- EXERCISE BRIEF -
Each record should appear again in the response exactly as it does in the original.

- DATA FOR ANALYSIS -
//! Ledger client tests against a mock JSON-RPC node

use mockito::Matcher;
use serde_json::json;
use std::io::Write;
use std::time::Duration;
use ticket_miner::ledger::{BackoffConfig, Credentials, LedgerClient, SolutionBroadcaster};

const TICKET: &str = "20abcdef";

fn client(url: &str) -> LedgerClient {
    client_with_timeout(url, Duration::from_secs(5))
}

fn client_with_timeout(url: &str, timeout: Duration) -> LedgerClient {
    LedgerClient::new(
        url,
        Credentials::new("alice", "secret").unwrap(),
        timeout,
    )
    .unwrap()
    .with_backoff_config(BackoffConfig {
        initial_delay: Duration::from_millis(10),
        max_delay: Duration::from_millis(20),
        multiplier: 2.0,
        max_retries: 2,
    })
}

#[tokio::test]
async fn accepted_when_error_is_null() {
    let mut server = mockito::Server::new_async().await;
    let mock = server
        .mock("POST", "/")
        .match_header("content-type", "application/json")
        // base64("alice:secret")
        .match_header("authorization", "Basic YWxpY2U6c2VjcmV0")
        .match_body(Matcher::PartialJson(json!({
            "jsonrpc": "1.0",
            "method": "broadcastsupportticket",
            "params": [TICKET],
        })))
        .with_status(200)
        .with_header("content-type", "application/json")
        .with_body(r#"{"result":"ok","error":null,"id":"x"}"#)
        .create_async()
        .await;

    let outcome = client(&server.url()).broadcast(TICKET).await;

    mock.assert_async().await;
    assert!(outcome.accepted);
    assert_eq!(outcome.error_message, None);
}

#[tokio::test]
async fn custom_method_name_is_sent() {
    let mut server = mockito::Server::new_async().await;
    let mock = server
        .mock("POST", "/")
        .match_body(Matcher::PartialJson(json!({"method": "submitticket"})))
        .with_status(200)
        .with_body(r#"{"result":null}"#)
        .create_async()
        .await;

    let outcome = client(&server.url())
        .with_method("submitticket")
        .broadcast(TICKET)
        .await;

    mock.assert_async().await;
    assert!(outcome.accepted);
}

#[tokio::test]
async fn rejected_on_error_object() {
    let mut server = mockito::Server::new_async().await;
    server
        .mock("POST", "/")
        .with_status(500)
        .with_body(r#"{"result":null,"error":{"code":-25,"message":"stale ticket"},"id":"x"}"#)
        .create_async()
        .await;

    let outcome = client(&server.url()).broadcast(TICKET).await;

    assert!(!outcome.accepted);
    assert_eq!(outcome.error_message.as_deref(), Some("stale ticket (code -25)"));
}

#[tokio::test]
async fn rejected_on_non_json_body() {
    let mut server = mockito::Server::new_async().await;
    server
        .mock("POST", "/")
        .with_status(401)
        .with_body("Unauthorized")
        .create_async()
        .await;

    let outcome = client(&server.url()).broadcast(TICKET).await;

    assert!(!outcome.accepted);
    let message = outcome.error_message.unwrap();
    assert!(message.contains("Non-JSON response"), "{}", message);
    assert!(message.contains("401"), "{}", message);
}

#[tokio::test]
async fn rejected_when_node_is_unreachable() {
    // Reserve a port, then free it so nothing listens there
    let listener = std::net::TcpListener::bind("127.0.0.1:0").unwrap();
    let port = listener.local_addr().unwrap().port();
    drop(listener);

    let outcome = client(&format!("http://127.0.0.1:{}/", port))
        .broadcast(TICKET)
        .await;

    assert!(!outcome.accepted);
    assert!(outcome.error_message.is_some());
}

#[tokio::test]
async fn timed_out_broadcast_is_not_resent() {
    let mut server = mockito::Server::new_async().await;
    let mock = server
        .mock("POST", "/")
        .with_status(200)
        .with_chunked_body(|w| {
            std::thread::sleep(Duration::from_millis(300));
            w.write_all(br#"{"result":"ok","error":null}"#)
        })
        .expect(1)
        .create_async()
        .await;

    let outcome = client_with_timeout(&server.url(), Duration::from_millis(100))
        .broadcast(TICKET)
        .await;

    assert!(!outcome.accepted);
    mock.assert_async().await;
}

- RESULT OF THE EXERCISE -
//! Ledger client tests against a mock JSON-RPC node

use mockito::Matcher;
use serde_json::json;
use std::io::Write;
use std::time::Duration;
use ticket_miner::ledger::{BackoffConfig, Credentials, LedgerClient, SolutionBroadcaster};

const TICKET: &str = "20abcdef";

fn client(url: &str) -> LedgerClient {
    client_with_timeout(url, Duration::from_secs(5))
}

fn client_with_timeout(url: &str, timeout: Duration) -> LedgerClient {
    LedgerClient::new(
        url,
        Credentials::new("alice", "secret").unwrap(),
        timeout,
    )
    .unwrap()
    .with_backoff_config(BackoffConfig {
        initial_delay: Duration::from_millis(10),
        max_delay: Duration::from_millis(20),
        multiplier: 2.0,
        max_retries: 2,
    })
}

#[tokio::test]
async fn accepted_when_error_is_null() {
    let mut server = mockito::Server::new_async().await;
    let mock = server
        .mock("POST", "/")
        .match_header("content-type", "application/json")
        // base64("alice:secret")
        .match_header("authorization", "Basic YWxpY2U6c2VjcmV0")
        .match_body(Matcher::PartialJson(json!({
            "jsonrpc": "1.0",
            "method": "broadcastsupportticket",
            "params": [TICKET],
        })))
        .with_status(200)
        .with_header("content-type", "application/json")
        .with_body(r#"{"result":"ok","error":null,"id":"x"}"#)
        .create_async()
        .await;

    let outcome = client(&server.url()).broadcast(TICKET).await;

    mock.assert_async().await;
    assert!(outcome.accepted);
    assert_eq!(outcome.error_message, None);
}

#[tokio::test]
async fn custom_method_name_is_sent() {
    let mut server = mockito::Server::new_async().await;
    let mock = server
        .mock("POST", "/")
        .match_body(Matcher::PartialJson(json!({"method": "submitticket"})))
        .with_status(200)
        .with_body(r#"{"result":null}"#)
        .create_async()
        .await;

    let outcome = client(&server.url())
        .with_method("submitticket")
        .broadcast(TICKET)
        .await;

    mock.assert_async().await;
    assert!(outcome.accepted);
}

#[tokio::test]
async fn rejected_on_error_object() {
    let mut server = mockito::Server::new_async().await;
    server
        .mock("POST", "/")
        .with_status(500)
        .with_body(r#"{"result":null,"error":{"code":-25,"message":"stale ticket"},"id":"x"}"#)
        .create_async()
        .await;

    let outcome = client(&server.url()).broadcast(TICKET).await;

    assert!(!outcome.accepted);
    assert_eq!(outcome.error_message.as_deref(), Some("stale ticket (code -25)"));
}

#[tokio::test]
async fn rejected_on_non_json_body() {
    let mut server = mockito::Server::new_async().await;
    server
        .mock("POST", "/")
        .with_status(401)
        .with_body("Unauthorized")
        .create_async()
        .await;

    let outcome = client(&server.url()).broadcast(TICKET).await;

    assert!(!outcome.accepted);
    let message = outcome.error_message.unwrap();
    assert!(message.contains("Non-JSON response"), "{}", message);
    assert!(message.contains("401"), "{}", message);
}

#[tokio::test]
async fn rejected_when_node_is_unreachable() {
    // Reserve a port, then free it so nothing listens there
    let listener = std::net::TcpListener::bind("127.0.0.1:0").unwrap();
    let port = listener.local_addr().unwrap().port();
    drop(listener);

    let outcome = client(&format!("http://127.0.0.1:{}/", port))
        .broadcast(TICKET)
        .await;

    assert!(!outcome.accepted);
    assert!(outcome.error_message.is_some());
}

#[tokio::test]
async fn timed_out_broadcast_is_not_resent() {
    let mut server = mockito::Server::new_async().await;
    let mock = server
        .mock("POST", "/")
        .with_status(200)
        .with_chunked_body(|w| {
            std::thread::sleep(Duration::from_millis(300));
            w.write_all(br#"{"result":"ok","error":null}"#)
        })
        .expect(1)
        .create_async()
        .await;

    let outcome = client_with_timeout(&server.url(), Duration::from_millis(100))
        .broadcast(TICKET)
        .await;

    assert!(!outcome.accepted);
    mock.assert_async().await;
}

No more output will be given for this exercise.